## Prompt
Below are the records; count how many of their lines contain the word "OrderConfirmation" and give that number only.
[[ Given records, beginning ]]
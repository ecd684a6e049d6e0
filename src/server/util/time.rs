use chrono::DateTime;

pub(crate) mod helper {
    #[cfg(not(test))]
    pub use super::get_utc_now;
    #[cfg(test)]
    pub use super::mock_chrono::{get_utc_now, set_utc_now};
}


#[cfg(not(test))]
pub fn get_utc_now() -> DateTime<chrono::Utc> {
    chrono::Utc::now()
}
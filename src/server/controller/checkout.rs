use actix_web::{post, web, Responder};
use actix_web::rt::time;
use log::{info, warn};
use crate::server::controller::error::CustomError;
use crate::server::model::cart::CartId;
use crate::server::model::order::{
    CheckoutError, OrderConfirmation, PostCheckoutRequest, PostCheckoutResponse, ESTIMATED_DELIVERY,
};
use crate::server::model::{format_price, Notice};
use crate::server::state::AppState;
use crate::server::util::time as clock;

#[post("/v1/cart/{id}/checkout")]
/// Place the order held in a cart.
///
/// The lines move out of the cart before the (simulated) processing starts,
/// so they end up in exactly one order and anything added meanwhile stays
/// in the cart. A rejected checkout leaves the cart untouched.
pub(crate) async fn post_checkout(id: web::Path<CartId>, body: web::Json<PostCheckoutRequest>, data: web::Data<AppState>) -> Result<impl Responder, CustomError> {
    let id = id.into_inner();
    let PostCheckoutRequest { customer } = body.into_inner();
    let validation = customer.validate();

    let (items, totals) = data
        .with_cart(id, |cart| {
            Ok(if cart.is_empty() {
                Err(CheckoutError::EmptyCart)
            } else {
                validation.map(|()| {
                    let totals = cart.totals();
                    (cart.take_items(), totals)
                })
            })
        })
        .await?
        .inspect_err(|e| warn!("cart={} checkout rejected, {}", id, e))?;

    time::sleep(data.get_processing_delay()).await;

    let order = OrderConfirmation {
        order_id: data.next_order_id(),
        placed_at: clock::helper::get_utc_now(),
        items,
        totals,
        customer,
        estimated_delivery: ESTIMATED_DELIVERY,
    };
    info!("cart={} placed order={} total={}", id, order.order_id, order.totals.total);
    data.record_order(order.clone()).await;

    let notice = Notice::info(
        "Order Placed Successfully!",
        format!(
            "Your order for {} has been confirmed. Estimated delivery: {}.",
            format_price(order.totals.total),
            ESTIMATED_DELIVERY
        ),
    );
    Ok(web::Json(PostCheckoutResponse { order, notice }))
}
[[ Given records, end ]]
## Final answer
2